An elderly Miami-Dade jail inmate was diagnosed with COVID-19. He died at the hospital

A elderly Miami jail inmate who had been diagnosed with COVID-19 has died in the hospital, authorities confirmed Monday.

Lawyers had for months been trying to get 77-year-old Nelson Martinez out of jail because of his age and health. He’d spent the past two weeks in custody at Kendall Regional Medical Center.

He is at least the second Miami-Dade County inmate to die after being diagnosed with COVID-19. In May, an inmate named Charles Hobbs died of COVID-19 and other health complications.

Martinez was awaiting trial on accusations he molested a 7-year-old child back in 2008. He was not arrested until December 2019, after the victim finally came forward, according to a Miami-Dade police report.

“I filed motions, emailed prosecutors , communicated with corrections, I did everything I could to get him out. When there was nothing else I could do, I begged,” said defense attorney Arnold Trevilla. “I truly believed he was innocent. Despite the accusations, he didn’t deserve to die like this; no one does. We are humans first. The system failed him.”

Authorities have not officially ruled that COVID-19 killed Martinez, who died early Monday. The Miami-Dade Medical Examiner’s Office is now investigating the case and will ultimately rule on a cause of death, a spokesman said Monday.

A spokesman for the Miami-Dade jail system did not immediately respond to a request for comment.

Like correctional facilities across Florida and the United States, Miami-Dade has struggled to contain the viral outbreak.

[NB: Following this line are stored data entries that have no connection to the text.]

//! The unit queue between a feeder and its reader.
//!
//! A FIFO channel with an explicit end-of-stream marker. The marker is a
//! separate message variant, so it can never be mistaken for a unit, and it
//! is sent by [`UnitProducer::finish`], which consumes the producer: the
//! marker goes out exactly once and nothing can follow it.

use crossbeam_channel::{Receiver, Sender, TrySendError, bounded, unbounded};
use tracing::trace;

use crate::error::{CaptiveError, Result};

enum Message<T> {
    Unit(T),
    End,
}

impl<T> Message<T> {
    fn into_unit(self) -> Option<T> {
        match self {
            Self::Unit(item) => Some(item),
            Self::End => None,
        }
    }
}

/// Create a unit queue. `None` is unbounded; `Some(n)` blocks the producer
/// while `n` items are waiting.
pub fn unit_queue<T>(capacity: Option<usize>) -> (UnitProducer<T>, UnitConsumer<T>) {
    let (tx, rx) = match capacity {
        Some(capacity) => bounded(capacity.max(1)),
        None => unbounded(),
    };
    (UnitProducer { tx }, UnitConsumer { rx })
}

/// Sending half of a unit queue.
pub struct UnitProducer<T> {
    tx: Sender<Message<T>>,
}

impl<T> UnitProducer<T> {
    /// Enqueue a unit, blocking while a bounded queue is full.
    pub fn produce(&self, item: T) -> Result<()> {
        self.tx
            .send(Message::Unit(item))
            .map_err(|_| CaptiveError::QueueClosed)
    }

    /// Enqueue a unit without blocking.
    ///
    /// Returns the unit back when a bounded queue is full.
    pub fn try_produce(&self, item: T) -> Result<Option<T>> {
        match self.tx.try_send(Message::Unit(item)) {
            Ok(()) => Ok(None),
            Err(TrySendError::Full(message)) => Ok(message.into_unit()),
            Err(TrySendError::Disconnected(_)) => Err(CaptiveError::QueueClosed),
        }
    }

    /// Number of items waiting.
    pub fn len(&self) -> usize {
        self.tx.len()
    }

    /// Check whether no items are waiting.
    pub fn is_empty(&self) -> bool {
        self.tx.is_empty()
    }

    /// Send the end-of-stream marker, blocking while a bounded queue is full.
    pub fn finish(self) -> Result<()> {
        trace!("Unit queue finished");
        self.tx.send(Message::End).map_err(|_| CaptiveError::QueueClosed)
    }
}

/// Receiving half of a unit queue.
pub struct UnitConsumer<T> {
    rx: Receiver<Message<T>>,
}

impl<T> UnitConsumer<T> {
    /// Dequeue the next unit, blocking until one is available.
    ///
    /// Returns `Ok(None)` for the end-of-stream marker, and
    /// [`CaptiveError::QueueClosed`] if the producer was dropped without
    /// finishing.
    pub fn consume(&self) -> Result<Option<T>> {
        match self.rx.recv() {
            Ok(Message::Unit(item)) => Ok(Some(item)),
            Ok(Message::End) => Ok(None),
            Err(_) => Err(CaptiveError::QueueClosed),
        }
    }

    /// Non-blocking, best-effort emptiness check.
    pub fn is_empty(&self) -> bool {
        self.rx.is_empty()
    }
}

#[cfg(test)]
mod tests {
    use super::*;
    use std::thread;

    #[test]
    fn test_fifo_then_single_end() {
        let (tx, rx) = unit_queue(None);
        for i in 0..100u32 {
            tx.produce(i).unwrap();
        }
        tx.finish().unwrap();

        let mut seen = Vec::new();
        while let Some(i) = rx.consume().unwrap() {
            seen.push(i);
        }
        assert_eq!(seen, (0..100).collect::<Vec<_>>());
        // Nothing follows the end marker; the producer is gone.
        assert!(matches!(rx.consume(), Err(CaptiveError::QueueClosed)));
    }

    #[test]
    fn test_dropped_producer_is_not_end_of_stream() {
        let (tx, rx) = unit_queue::<u32>(None);
        tx.produce(1).unwrap();
        drop(tx);
        assert_eq!(rx.consume().unwrap(), Some(1));
        assert!(matches!(rx.consume(), Err(CaptiveError::QueueClosed)));
    }

    #[test]
    fn test_is_empty_is_best_effort() {
        let (tx, rx) = unit_queue(None);
        assert!(rx.is_empty());
        tx.produce("a").unwrap();
        assert!(!rx.is_empty());
        assert!(!tx.is_empty());
        assert_eq!(tx.len(), 1);
        rx.consume().unwrap();
        assert!(rx.is_empty());
    }

    #[test]
    fn test_bounded_try_produce_returns_item_when_full() {
        let (tx, rx) = unit_queue(Some(2));
        assert_eq!(tx.try_produce(1).unwrap(), None);
        assert_eq!(tx.try_produce(2).unwrap(), None);
        assert_eq!(tx.try_produce(3).unwrap(), Some(3));

        assert_eq!(rx.consume().unwrap(), Some(1));
        tx.finish().unwrap();
        assert_eq!(rx.consume().unwrap(), Some(2));
        assert_eq!(rx.consume().unwrap(), None);
    }

    #[test]
    fn test_bounded_produce_blocks_until_consumed() {
        let (tx, rx) = unit_queue(Some(1));
        let producer = thread::spawn(move || {
            for i in 0..50u32 {
                tx.produce(i).unwrap();
            }
            tx.finish().unwrap();
        });

        let mut seen = Vec::new();
        while let Some(i) = rx.consume().unwrap() {
            seen.push(i);
        }
        producer.join().unwrap();
        assert_eq!(seen, (0..50).collect::<Vec<_>>());
    }

    #[test]
    fn test_consumer_dropped() {
        let (tx, rx) = unit_queue(None);
        drop(rx);
        assert!(matches!(tx.produce(1), Err(CaptiveError::QueueClosed)));
        assert!(matches!(tx.try_produce(1), Err(CaptiveError::QueueClosed)));
    }
}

Prosecutors, defense lawyers and judges have succeeded in reducing the overall jail population, from about 4,000 to about 3,200, releasing inmates who pose less of a risk to public safety.

Florida state prisons have been hit even harder — more than 15,500 inmates have tested positive, and 89 have died because of complications of the virus.

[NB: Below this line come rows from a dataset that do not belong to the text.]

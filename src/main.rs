//! captive - run line-oriented programs as streaming pipeline stages

mod cli;

use std::fs::File;
use std::io::{self, BufReader, BufWriter};

use anyhow::{Context, Result};
use captive::logging::{self, LogConfig};
use captive::pipeline::{Pipeline, PipelineConfig};
use captive::pool::WorkerPool;
use captive::unit::cache::CacheSource;
use captive::unit::document::{DocumentSink, DocumentSource};
use captive::unit::fold::{FoldSource, LineSink};
use captive::unit::{UnitSink, UnitSource};
use clap::Parser;
use owo_colors::{OwoColorize, Stream::Stderr};
use tracing::debug;

use cli::{ChildCommand, Cli, Commands, PipelineArgs, WrapPoolArgs};

/// Parse arguments, run the selected tool and exit with its status.
///
/// Tool failures print a colored error header followed by each cause in the
/// error chain and exit with status 1.
fn main() {
    let cli = Cli::parse();

    if cli.no_color {
        owo_colors::set_override(false);
    }

    match init_logging(&cli).and_then(|()| run(&cli)) {
        Ok(code) => std::process::exit(code),
        Err(e) => {
            eprintln!(
                "{}: {}",
                "error"
                    .if_supports_color(Stderr, |text| text.red())
                    .if_supports_color(Stderr, |text| text.bold()),
                e
            );
            for cause in e.chain().skip(1) {
                eprintln!(
                    "  {}: {}",
                    "caused by".if_supports_color(Stderr, |text| text.yellow()),
                    cause
                );
            }
            std::process::exit(1);
        }
    }
}

/// Dispatch to the selected tool, returning the exit status to propagate.
fn run(cli: &Cli) -> Result<i32> {
    match &cli.command {
        Commands::WrapDoc(args) => run_pipeline(
            &args.child,
            &args.pipeline,
            DocumentSource::new(stdin()),
            DocumentSink::new(stdout()),
        ),
        Commands::WrapFold(args) => FoldSource::new(stdin(), args.fold_options())
            .map_err(anyhow::Error::from)
            .and_then(|source| {
                run_pipeline(&args.child, &args.pipeline, source, LineSink::new(stdout()))
            }),
        Commands::WrapCache(args) => run_pipeline(
            &args.child,
            &args.pipeline,
            CacheSource::new(stdin(), args.cache_options()),
            LineSink::new(stdout()),
        ),
        Commands::WrapPool(args) => run_pool(args).map(|()| 0),
        Commands::Completions(args) => {
            args.generate();
            Ok(0)
        }
    }
}

fn init_logging(cli: &Cli) -> Result<()> {
    let mut config = LogConfig::from_verbosity(cli.verbose, cli.quiet).with_env_overrides();
    if let Some(format) = cli.log_format {
        config = config.with_format(format);
    }
    if let Some(ref path) = cli.log_file {
        config = config.with_file(path.clone());
    }
    let file = config.file_path.clone();
    logging::init(config).with_context(|| match file {
        Some(path) => format!("failed to open log file {}", path.display()),
        None => "failed to set up logging".to_string(),
    })
}

fn stdin() -> BufReader<io::Stdin> {
    BufReader::new(io::stdin())
}

fn stdout() -> BufWriter<io::Stdout> {
    BufWriter::new(io::stdout())
}

/// Run one child over `source`, returning the exit status to propagate.
fn run_pipeline<S: UnitSource, K: UnitSink>(
    child: &ChildCommand,
    args: &PipelineArgs,
    source: S,
    sink: K,
) -> Result<i32> {
    let pipeline = Pipeline::new(child.command.iter().cloned(), PipelineConfig::from(args))?;
    let report = pipeline
        .run(source, sink)
        .with_context(|| format!("while running {}", display_command(child)))?;
    debug!(
        units_fed = report.units_fed,
        units_emitted = report.units_emitted,
        "Pipeline report"
    );
    Ok(report.exit.shell_exit_code())
}

fn run_pool(args: &WrapPoolArgs) -> Result<()> {
    let mut pool = WorkerPool::start(args.child.command.as_slice(), args.pool_config(), stdout())?;
    if args.inputs.is_empty() {
        pool.add_input(io::stdin())?;
    }
    for path in &args.inputs {
        let file =
            File::open(path).with_context(|| format!("failed to open {}", path.display()))?;
        pool.add_input(file)?;
    }
    pool.join()
        .with_context(|| format!("while running {}", display_command(&args.child)))?;
    Ok(())
}

fn display_command(child: &ChildCommand) -> String {
    child
        .command
        .iter()
        .map(|arg| arg.to_string_lossy())
        .collect::<Vec<_>>()
        .join(" ")
}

Conditions at the Miami-Dade jails have been the subject of a lawsuit from a group of civil rights organizations.

A federal judge in April criticized conditions at the Metro West Detention Center, but declined to order the release of the inmates, instead ordering jailers to give soap, cleaning supplies and masks to inmates. The suit was filed by civil rights groups, the Dream Defenders, Advancement Project National Office, Community Justice Project and Civil Rights Corps, and GST LLP.

An appeals court later overturned the judge’s ruling. The litigation is still ongoing.

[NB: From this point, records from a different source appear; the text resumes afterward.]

//! Error types for captive.

use std::io;

use thiserror::Error;

use crate::child::TerminationReason;

/// Main error type for captive.
///
/// Every variant is fatal for the pipeline run that raised it: there is no
/// retry and no partial-success mode.
#[derive(Error, Debug)]
pub enum CaptiveError {
    /// The wrapped program could not be executed.
    #[error("failed to launch {program}: {source}")]
    Launch {
        program: String,
        #[source]
        source: io::Error,
    },

    /// A child process exited abnormally or with a non-zero status.
    #[error("child process {pid} {reason}")]
    ChildExit { pid: i32, reason: TerminationReason },

    /// The child stopped producing output while a unit still expected lines.
    #[error("sub-process stopped producing while expecting more output for unit {unit}")]
    UnderProduction { unit: u64 },

    /// The child produced output that no queued unit asked for.
    #[error("sub-process is producing more output than it was given input at unit {unit}")]
    OverProduction { unit: u64 },

    /// A unit descriptor could not be derived from malformed input.
    #[error("malformed input at unit {unit}: {message}")]
    Framing { unit: u64, message: String },

    /// The producing side went away without sending end-of-stream.
    #[error("unit queue closed before end-of-stream")]
    QueueClosed,

    #[error("{0} thread panicked")]
    ThreadPanicked(&'static str),

    #[error("invalid argument: {0}")]
    InvalidArgument(String),

    #[error("IO error: {0}")]
    Io(#[from] io::Error),

    #[error("system call failed: {0}")]
    Sys(#[from] nix::errno::Errno),
}

/// Result type alias for captive operations.
pub type Result<T> = std::result::Result<T, CaptiveError>;

impl CaptiveError {
    /// Create a framing error for the given 1-based unit number.
    pub fn framing(unit: u64, message: impl Into<String>) -> Self {
        Self::Framing {
            unit,
            message: message.into(),
        }
    }

    /// True when this is a write into a pipe whose reader has gone away.
    pub fn is_broken_pipe(&self) -> bool {
        match self {
            Self::Io(e) => e.kind() == io::ErrorKind::BrokenPipe,
            Self::Sys(errno) => *errno == nix::errno::Errno::EPIPE,
            _ => false,
        }
    }

    /// True for the under/over-production protocol violations.
    pub fn is_protocol_violation(&self) -> bool {
        matches!(
            self,
            Self::UnderProduction { .. } | Self::OverProduction { .. }
        )
    }
}
//! Logical units and the descriptors that reassemble them.
//!
//! A unit is what the outside world sees (a document, a sentence, a line).
//! The child only sees lines, so every unit travels twice: its payload goes
//! to the child as zero or more lines, and its [`UnitDescriptor`] goes
//! through the unit queue to tell the reader how many child output lines
//! belong to the unit and how to put them back together.

pub mod cache;
pub mod document;
pub mod fold;

use std::io::{self, BufRead};
use std::sync::{Arc, OnceLock};

use crate::error::Result;

/// Shared cache entry. Filled once by the reader from the child's answer.
///
/// Slots live behind an `Arc`, so a descriptor in the queue stays valid
/// however the cache map grows.
pub type CacheSlot = Arc<OnceLock<Vec<u8>>>;

/// How to rebuild one unit from the child's output lines.
#[derive(Debug, Clone)]
pub enum UnitDescriptor {
    /// `line_count` lines joined with `\n`, plus a final `\n` when
    /// `trailing_newline` is set.
    Document {
        line_count: usize,
        trailing_newline: bool,
    },
    /// One child line per delimiter, each followed by its delimiter.
    Wrapped { delimiters: Vec<Vec<u8>> },
    /// A cache entry: one child line when still empty, none when filled.
    Cached(CacheSlot),
}

impl UnitDescriptor {
    /// Number of child output lines this unit consumes.
    pub fn expected_output_lines(&self) -> usize {
        match self {
            Self::Document { line_count, .. } => *line_count,
            Self::Wrapped { delimiters } => delimiters.len(),
            Self::Cached(slot) => usize::from(slot.get().is_none()),
        }
    }

    /// Rebuild the unit from exactly [`expected_output_lines`] lines.
    ///
    /// [`expected_output_lines`]: UnitDescriptor::expected_output_lines
    pub fn reassemble(&self, lines: Vec<Vec<u8>>) -> Vec<u8> {
        match self {
            Self::Document {
                trailing_newline, ..
            } => {
                let mut unit = lines.join(&b'\n');
                if *trailing_newline {
                    unit.push(b'\n');
                }
                unit
            }
            Self::Wrapped { delimiters } => {
                let size = lines.iter().chain(delimiters).map(Vec::len).sum();
                let mut unit = Vec::with_capacity(size);
                for (line, delimiter) in lines.iter().zip(delimiters) {
                    unit.extend_from_slice(line);
                    unit.extend_from_slice(delimiter);
                }
                unit
            }
            Self::Cached(slot) => {
                let mut lines = lines.into_iter();
                slot.get_or_init(|| lines.next().unwrap_or_default()).clone()
            }
        }
    }
}

/// One unit as produced by a [`UnitSource`]: its descriptor and the bytes
/// to send to the child (newline-terminated lines, possibly none).
#[derive(Debug)]
pub struct FeedUnit {
    pub descriptor: UnitDescriptor,
    pub payload: Vec<u8>,
}

/// Splits the real input into units.
pub trait UnitSource: Send + 'static {
    /// Read and describe the next unit, or `None` when the input is exhausted.
    fn next_unit(&mut self) -> Result<Option<FeedUnit>>;
}

/// Writes reassembled units downstream.
pub trait UnitSink: Send + 'static {
    fn write_unit(&mut self, unit: &[u8]) -> Result<()>;

    /// Flush after the last unit.
    fn finish(&mut self) -> Result<()>;
}

/// Read one input line without its `\n`; `None` at end of input.
pub(crate) fn read_input_line<R: BufRead>(input: &mut R) -> io::Result<Option<Vec<u8>>> {
    let mut line = Vec::new();
    if input.read_until(b'\n', &mut line)? == 0 {
        return Ok(None);
    }
    if line.last() == Some(&b'\n') {
        line.pop();
    }
    Ok(Some(line))
}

Martinez had last been housed at Metro West. According to court documents, he’d been placed on a list of “chronic care” inmates who might be at risk.

He was charged with sexual battery and lewd and lascivious conduct on a child. Before the pandemic, in January, a Miami-Dade judge refused to allow him out on bond after hearing testimony and reviewing evidence during a hearing.

In April, amid the pandemic, defense lawyer Trevilla filed an emergency motion asking the court to release him because he was at risk of catching COVID-19. Miami-Dade Circuit Judge Gina Beovides declined, and did not grant a hearing.

His family and lawyer learned of Martinez’s illness and hospitalization on Aug. 17, after a corrections attorney emailed Public Defender Carlos Martinez (who is not related) about the case. He forwarded the email to Trevilla.

Corrections attorney Patricia Cummings had also included the Miami-Dade State Attorney’s Office in that email on Aug. 14.

“This inmate is currently hospitalized as positive for COVID19. In April, a Motion for Released was denied. Understanding the serious nature of the charges, please review for possible release or monitored released for this inmate,” Cummings wrote.

The Miami-Dade State Attorney’s Office, in a statement, said “it is unfortunate when anyone dies of the virus.”

But the office defended seeking to keep him behind bars, saying the judge kept Martinez jailed because he “was charged with a very dangerous sexual act on a child” and because his “only residence across the street from an elementary school.”

“The continued State Attorney’s Office involvement in the release of low-level, nonviolent individuals from jail has led to some of lowest inmate numbers in memory.”